Cependant, le panorama grandiose nous console de leur absence. Où que l'on porte les regards, la montagne est magnifique, en cette belle journée de Juillet 2014 ! Les Rochers des Fiz surplombent majestueusement le lac d'Anterne de leurs hautes falaises et le Mont-Blanc domine de toute sa hauteur. Rien de mieux pour déposer son sac, puis savourer un taboulé … et se détendre. Inlassablement, j'admire les falaises de granit et leurs glaciers suspendus, immortalisant en quelques déclics, le jeu de nuées retardataires se glissant entre les sommets : Grandes Jorasses, Aiguille verte et le Dru. Quel spectacle !

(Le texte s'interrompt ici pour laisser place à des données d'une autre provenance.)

//! Public handles: the thread-safe entry point callers hold, and the
//! lightweight per-connection value it hands out.
//!
//! Both are thin: every operation is forwarded over the control channel to
//! the worker. Callers block only in [`ManagerHandle::connect`] (waiting for
//! the assigned connection id) and [`ManagerHandle::shutdown`] (joining the
//! worker thread); [`ConnectionHandle::send_request`] never blocks on
//! completion.

use crate::config::ManagerConfig;
use crate::control::{ConnectionId, ControlOp};
use crate::correlation::CorrelationIdGenerator;
use crate::error::MuxError;
use crate::pending::{CompletionCallback, PendingRequest, ResultSink};
use crate::worker::ManagerWorker;
use std::sync::Arc;
use std::thread;
use std::time::Duration;
use switchyard_wire::{Endpoint, Frame};
use tokio::sync::{mpsc, oneshot};
use tracing::debug;

/// Thread-safe entry point to one connection manager instance.
///
/// Construction spawns the dedicated worker thread; [`ManagerHandle::shutdown`]
/// stops it and joins. The handle itself is cheap to share by reference
/// across threads; connection handles it returns are `Clone` and internally
/// forward to the same worker.
///
/// The synchronous methods park the calling thread and must not be called
/// from async context; bridge with `spawn_blocking` there.
pub struct ManagerHandle {
    control_tx: mpsc::UnboundedSender<ControlOp>,
    worker: thread::JoinHandle<()>,
}

impl ManagerHandle {
    /// Start a manager with its dedicated worker thread.
    pub fn new(config: ManagerConfig) -> Result<Self, MuxError> {
        let (control_tx, control_rx) = mpsc::unbounded_channel();

        let generator = match config.id_seed {
            Some(seed) => CorrelationIdGenerator::new(seed),
            None => CorrelationIdGenerator::from_entropy(),
        };
        let worker = ManagerWorker::new(control_rx, generator, config.executor);

        // The runtime is built here so construction errors surface to the
        // caller instead of dying inside the spawned thread.
        let runtime = tokio::runtime::Builder::new_current_thread()
            .enable_all()
            .build()?;

        let thread = thread::Builder::new()
            .name(config.worker_thread_name.clone())
            .spawn(move || {
                let local = tokio::task::LocalSet::new();
                local.block_on(&runtime, worker.run());
            })?;

        debug!(thread = %config.worker_thread_name, "manager started");
        Ok(Self {
            control_tx,
            worker: thread,
        })
    }

    /// Open an outbound connection, blocking until the worker assigns its id.
    ///
    /// Connection ids are assigned in call order starting at 0. Connecting
    /// twice to the same endpoint yields two independent connections.
    pub fn connect(&self, endpoint: impl Into<Endpoint>) -> Result<ConnectionHandle, MuxError> {
        let (reply_tx, reply_rx) = oneshot::channel();
        self.control_tx
            .send(ControlOp::Connect {
                endpoint: endpoint.into(),
                reply: reply_tx,
            })
            .map_err(|_| MuxError::ManagerShutDown)?;

        let id = reply_rx
            .blocking_recv()
            .map_err(|_| MuxError::ManagerShutDown)??;

        Ok(ConnectionHandle {
            id,
            control_tx: self.control_tx.clone(),
        })
    }

    /// Stop the worker and join its thread.
    ///
    /// Requests still pending are force-resolved as deadline-exceeded.
    /// Operations on surviving connection handles fail with
    /// [`MuxError::ManagerShutDown`] afterwards.
    pub fn shutdown(self) -> Result<(), MuxError> {
        // A send error means the worker already stopped; still join it.
        let _ = self.control_tx.send(ControlOp::Quit);
        self.worker.join().map_err(|_| MuxError::WorkerPanicked)
    }
}

/// One outbound connection: a manager reference plus the connection id.
#[derive(Clone, Debug)]
pub struct ConnectionHandle {
    id: ConnectionId,
    control_tx: mpsc::UnboundedSender<ControlOp>,
}

impl ConnectionHandle {
    /// The worker-assigned connection id.
    pub fn id(&self) -> ConnectionId {
        self.id
    }

    /// Submit a request. Returns as soon as the operation is queued;
    /// completion is observed only through `sink` (and `callback`, when a
    /// completion executor is configured).
    ///
    /// With `deadline = Some(d)`, the sink resolves as deadline-exceeded if
    /// no reply arrives within `d` of this call. With `None` the request can
    /// stay pending until a reply arrives or the manager shuts down.
    pub fn send_request(
        &self,
        payload: Vec<Frame>,
        deadline: Option<Duration>,
        sink: Arc<ResultSink>,
        callback: Option<CompletionCallback>,
    ) -> Result<(), MuxError> {
        let request = PendingRequest::new(sink, deadline, callback);
        self.control_tx
            .send(ControlOp::Request {
                connection: self.id,
                request,
                payload,
            })
            .map_err(|_| MuxError::ManagerShutDown)
    }
}

#[cfg(test)]
mod tests {
    use super::*;

    #[test]
    fn test_connect_to_dead_endpoint_fails() {
        let manager = ManagerHandle::new(ManagerConfig::default()).unwrap();

        let err = manager.connect("127.0.0.1:1").unwrap_err();
        assert!(matches!(err, MuxError::ConnectFailed { .. }));

        manager.shutdown().unwrap();
    }

    #[test]
    fn test_operations_after_shutdown_fail() {
        let manager = ManagerHandle::new(ManagerConfig::default()).unwrap();
        let control_tx = manager.control_tx.clone();
        manager.shutdown().unwrap();

        let handle = ConnectionHandle {
            id: ConnectionId::from_index(0),
            control_tx,
        };
        let err = handle
            .send_request(vec![Frame::from_static(b"x")], None, Arc::new(ResultSink::new()), None)
            .unwrap_err();
        assert!(matches!(err, MuxError::ManagerShutDown));
    }

    #[test]
    fn test_shutdown_joins_cleanly_without_connections() {
        let manager = ManagerHandle::new(ManagerConfig::default()).unwrap();
        manager.shutdown().unwrap();
    }
}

Brusquement, Marie me tire de mes rêveries par des appels pressants : Philippe, Philippe, regarde ! tout en pointant le ciel au dessus de nous. Incroyable ! Un oiseau immense vient de nous survoler en rase-mottes. Mais qu'est-ce que c'était ? Et le voici qui revient … cette fois il n'y a pas d'hésitation : c'est un Gypaète ! Il passe si prés, que Marie, toute effrayée, jette au loin la pomme qu'elle dégustait, … serait-ce l'objet des convoitises de notre visiteur ?! On en ri encore …

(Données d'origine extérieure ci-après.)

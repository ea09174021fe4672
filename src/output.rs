//! CLI output formatting for the pipeline stages.
//!
//! Each stage has a `format_*` function (returns `Vec<String>`) for
//! testability and a `print_*` wrapper that writes to stdout. Format
//! functions are pure — no I/O, no side effects. Stage banners
//! (`==> Stage 1: ...`) are printed by `main`, not here.

use crate::generate::Summary;
use crate::model::Dataset;

/// One line per collection: record count, or "unavailable" for an
/// endpoint whose fetch failed.
pub fn format_fetch_output(dataset: &Dataset) -> Vec<String> {
    fn line<T>(name: &str, collection: &Option<Vec<T>>) -> String {
        match collection {
            Some(records) => format!("{name}: {} records", records.len()),
            None => format!("{name}: unavailable"),
        }
    }

    vec![
        line("films", &dataset.films),
        line("people", &dataset.people),
        line("species", &dataset.species),
        line("locations", &dataset.locations),
        line("vehicles", &dataset.vehicles),
    ]
}

pub fn print_fetch_output(dataset: &Dataset) {
    for line in format_fetch_output(dataset) {
        println!("{line}");
    }
}

/// Final summary line after generation.
pub fn format_generate_summary(summary: &Summary) -> String {
    format!(
        "Generated 1 index page, {} film pages, {} species pages",
        summary.film_pages, summary.species_pages
    )
}

pub fn print_generate_summary(summary: &Summary) {
    println!("{}", format_generate_summary(summary));
}

#[cfg(test)]
mod tests {
    use super::*;
    use crate::model::Dataset;
    use crate::test_helpers::sample_dataset;

    #[test]
    fn fetch_output_counts_records() {
        let lines = format_fetch_output(&sample_dataset());
        assert_eq!(lines[0], "films: 2 records");
        assert_eq!(lines[1], "people: 2 records");
        assert_eq!(lines[2], "species: 1 records");
    }

    #[test]
    fn fetch_output_marks_failed_endpoints() {
        let dataset = Dataset {
            locations: None,
            vehicles: None,
            ..sample_dataset()
        };
        let lines = format_fetch_output(&dataset);
        assert_eq!(lines[3], "locations: unavailable");
        assert_eq!(lines[4], "vehicles: unavailable");
    }

    #[test]
    fn generate_summary_counts_pages() {
        let summary = Summary {
            film_pages: 22,
            species_pages: 9,
        };
        assert_eq!(
            format_generate_summary(&summary),
            "Generated 1 index page, 22 film pages, 9 species pages"
        );
    }
}
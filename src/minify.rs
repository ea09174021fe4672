//! HTML minification as an injected strategy.
//!
//! The writer is handed a [`Minifier`] chosen once at startup: the real
//! `minify-html` implementation, or a passthrough that returns its input
//! unchanged (`--no-minify`). Page renderers never know which one is in
//! play, and the choice cannot change mid-run.
//!
//! The real implementation sticks to options that cannot alter content
//! semantics: whitespace collapsing, comment stripping, and conservative
//! CSS/JS sub-minification. Nothing that rewrites attribute values or
//! reorders elements.

use minify_html::Cfg;

/// Compresses a rendered HTML document. Infallible: a minifier that cannot
/// improve the input returns it unchanged.
pub trait Minifier {
    fn minify(&self, html: &str) -> Vec<u8>;
}

/// `minify-html` with fixed conservative options.
pub struct HtmlMinifier {
    cfg: Cfg,
}

impl HtmlMinifier {
    pub fn new() -> Self {
        Self {
            cfg: Cfg {
                keep_closing_tags: true,
                keep_html_and_head_opening_tags: true,
                minify_css: true,
                minify_js: true,
                ..Cfg::default()
            },
        }
    }
}

impl Default for HtmlMinifier {
    fn default() -> Self {
        Self::new()
    }
}

impl Minifier for HtmlMinifier {
    fn minify(&self, html: &str) -> Vec<u8> {
        minify_html::minify(html.as_bytes(), &self.cfg)
    }
}

/// Identity strategy: bytes out equal bytes in.
pub struct Passthrough;

impl Minifier for Passthrough {
    fn minify(&self, html: &str) -> Vec<u8> {
        html.as_bytes().to_vec()
    }
}

/// Select the strategy once at startup.
pub fn select(enabled: bool) -> Box<dyn Minifier> {
    if enabled {
        Box::new(HtmlMinifier::new())
    } else {
        Box::new(Passthrough)
    }
}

Il faut avouer qu' avec son envergure de 280 cm, ce géant des airs est vraiment impressionnant. Et il a une façon de vous fixer du regard, qui est assez déroutante. J'ai eu l'occasion d' apprendre que ce comportement est fréquent chez le Gypaète : Il est naturellement curieux. Malheureusement, cette façon d'agir peut être ressentie comme une agression, et cela lui a joué de mauvais tours. Beaucoup d'ignorance et de superstition à son sujet ont conduit l'homme à le persécuter au point de le faire disparaître de nos Alpes Françaises en 1935 ! (*)

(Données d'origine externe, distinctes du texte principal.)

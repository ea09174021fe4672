//! Shared test fixtures for the ghibli-pages test suite.
//!
//! Entity constructors that fill in only the fields a test cares about,
//! plus a small canonical dataset used by the renderer tests. Reference
//! URLs follow the API shape (`https://api/<collection>/<id>`), so the
//! trailing-segment resolution path is exercised the same way it is in
//! production.

use crate::model::{Dataset, Film, Location, Person, Species, Vehicle};

/// Build a film reference URL the way the catalog API spells them.
pub fn film_url(id: &str) -> String {
    format!("https://api/films/{id}")
}

pub fn film(id: &str, title: &str, release_date: &str) -> Film {
    Film {
        id: id.to_string(),
        title: title.to_string(),
        original_title: format!("{title} (original)"),
        original_title_romanised: String::new(),
        description: format!("About {title}."),
        director: "Hayao Miyazaki".to_string(),
        producer: "Toshio Suzuki".to_string(),
        release_date: release_date.to_string(),
        running_time: "86".to_string(),
        rt_score: "95".to_string(),
    }
}

pub fn person(id: &str, name: &str, gender: &str, film_ids: &[&str]) -> Person {
    Person {
        id: id.to_string(),
        name: name.to_string(),
        gender: gender.to_string(),
        age: "10".to_string(),
        eye_color: "Brown".to_string(),
        hair_color: "Black".to_string(),
        species: None,
        films: film_ids.iter().map(|f| film_url(f)).collect(),
    }
}

pub fn species(id: &str, name: &str, classification: &str) -> Species {
    Species {
        id: id.to_string(),
        name: name.to_string(),
        classification: classification.to_string(),
        eye_colors: "Brown".to_string(),
        hair_colors: "Black".to_string(),
        people: Vec::new(),
        films: Vec::new(),
    }
}

pub fn location(id: &str, name: &str, film_ids: &[&str]) -> Location {
    Location {
        id: id.to_string(),
        name: name.to_string(),
        films: film_ids.iter().map(|f| film_url(f)).collect(),
    }
}

pub fn vehicle(id: &str, name: &str, film_ids: &[&str]) -> Vehicle {
    Vehicle {
        id: id.to_string(),
        name: name.to_string(),
        films: film_ids.iter().map(|f| film_url(f)).collect(),
    }
}

/// Two films, two people, one species, one location, one vehicle — enough
/// to exercise every association a page can render.
pub fn sample_dataset() -> Dataset {
    let mut satsuki = person("p1", "Satsuki Kusakabe", "Female", &["f1"]);
    satsuki.species = Some("https://api/species/s1".to_string());
    let totoro = person("p2", "Totoro", "Male", &["f1"]);

    let mut human = species("s1", "Human", "Mammal");
    human.people = vec!["https://api/people/p1".to_string()];
    human.films = vec![film_url("f1"), film_url("f2")];

    Dataset {
        films: Some(vec![
            film("f1", "My Neighbor Totoro", "1988"),
            film("f2", "Castle in the Sky", "1986"),
        ]),
        people: Some(vec![satsuki, totoro]),
        species: Some(vec![human]),
        locations: Some(vec![location("l1", "Kusakabe House", &["f1"])]),
        vehicles: Some(vec![vehicle("v1", "Cat Bus", &["f1"])]),
    }
}
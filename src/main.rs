use clap::{Parser, Subcommand};
use ghibli_pages::{api, generate, minify, model, output};
use std::path::PathBuf;

#[derive(Parser)]
#[command(name = "ghibli-pages")]
#[command(about = "Static site generator for the Studio Ghibli film catalog")]
#[command(long_about = "\
Static site generator for the Studio Ghibli film catalog

Fetches the five catalog collections (films, people, species, locations,
vehicles) from the public API and renders a static site: an index of all
films, one page per film, and one page per species, cross-linked by id.

Films, people, and species are required; if any of those endpoints is
unreachable the run aborts before writing a single file. Locations and
vehicles are optional and degrade to an empty tag list.

The index page carries a purely decorative layer of soot sprites — click
one and it bursts into dust.")]
#[command(version)]
struct Cli {
    /// Base URL of the catalog API
    #[arg(long, default_value = api::DEFAULT_API_BASE, global = true)]
    api_base: String,

    /// Output directory
    #[arg(long, default_value = "dist", global = true)]
    output: PathBuf,

    /// Directory for the intermediate dataset manifest
    #[arg(long, default_value = ".ghibli-pages-temp", global = true)]
    temp_dir: PathBuf,

    /// Write pages as rendered, without HTML minification
    #[arg(long, global = true)]
    no_minify: bool,

    #[command(subcommand)]
    command: Command,
}

#[derive(Subcommand)]
enum Command {
    /// Fetch the catalog collections into a dataset manifest
    Fetch,
    /// Produce the HTML site from a previously fetched manifest
    Generate,
    /// Run the full pipeline: fetch → generate
    Build,
    /// Fetch and validate without writing any pages
    Check,
}

#[tokio::main]
async fn main() -> Result<(), Box<dyn std::error::Error>> {
    let cli = Cli::parse();
    let minifier = minify::select(!cli.no_minify);

    match cli.command {
        Command::Fetch => {
            let dataset = fetch_stage(&cli.api_base).await;
            write_manifest(&cli.temp_dir, &dataset)?;
        }
        Command::Generate => {
            let dataset = read_manifest(&cli.temp_dir)?;
            println!("==> Generating HTML → {}", cli.output.display());
            let summary = generate::generate(&dataset, &cli.output, minifier.as_ref())?;
            output::print_generate_summary(&summary);
        }
        Command::Build => {
            let dataset = fetch_stage(&cli.api_base).await;
            write_manifest(&cli.temp_dir, &dataset)?;

            println!("==> Stage 2: Generating HTML → {}", cli.output.display());
            let summary = generate::generate(&dataset, &cli.output, minifier.as_ref())?;
            output::print_generate_summary(&summary);
            println!("==> Build complete: {}", cli.output.display());
        }
        Command::Check => {
            let dataset = fetch_stage(&cli.api_base).await;
            dataset.validate()?;
            println!("==> Dataset is valid");
        }
    }

    Ok(())
}

async fn fetch_stage(api_base: &str) -> model::Dataset {
    println!("==> Stage 1: Fetching from {api_base}");
    let dataset = api::fetch_all(api_base).await;
    output::print_fetch_output(&dataset);
    dataset
}

fn write_manifest(
    temp_dir: &std::path::Path,
    dataset: &model::Dataset,
) -> Result<(), Box<dyn std::error::Error>> {
    std::fs::create_dir_all(temp_dir)?;
    let manifest_path = temp_dir.join("dataset.json");
    let json = serde_json::to_string_pretty(dataset)?;
    std::fs::write(&manifest_path, json)?;
    Ok(())
}

fn read_manifest(temp_dir: &std::path::Path) -> Result<model::Dataset, Box<dyn std::error::Error>> {
    let manifest_path = temp_dir.join("dataset.json");
    let content = std::fs::read_to_string(&manifest_path)?;
    Ok(serde_json::from_str(&content)?)
}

En Décembre dernier, c'est à nouveau en compagnie de bouquetins, qu' avec notre ami Gilles
( nous espérions assister à des scènes de rut ), nous avons pu observer longuement (2h30) ce vautour casseur d'os, dans les Aravis. Deux adultes et un jeune sont venus scruter les moindres ravines à la recherche de carcasses. Car ce qui intéresse le Gypaète, ce sont les squelettes ! Son menu se compose uniquement d'os pour 80 à 98 % et de quelques muscles ou tendons. Si leur taille est trop importante ( sachant cependant que son gosier peut s'ouvrir jusqu'à 9 cm de diamètre !), pas de problème : il les emporte entre 20 et 150 m au dessus d'un pierrier ou de blocs rocheux et il les largue jusqu'à ce qu'il obtienne des éclats à sa convenance. Ensuite, grâce à ses sucs digestifs très acides, tout ceci est parfaitement digéré …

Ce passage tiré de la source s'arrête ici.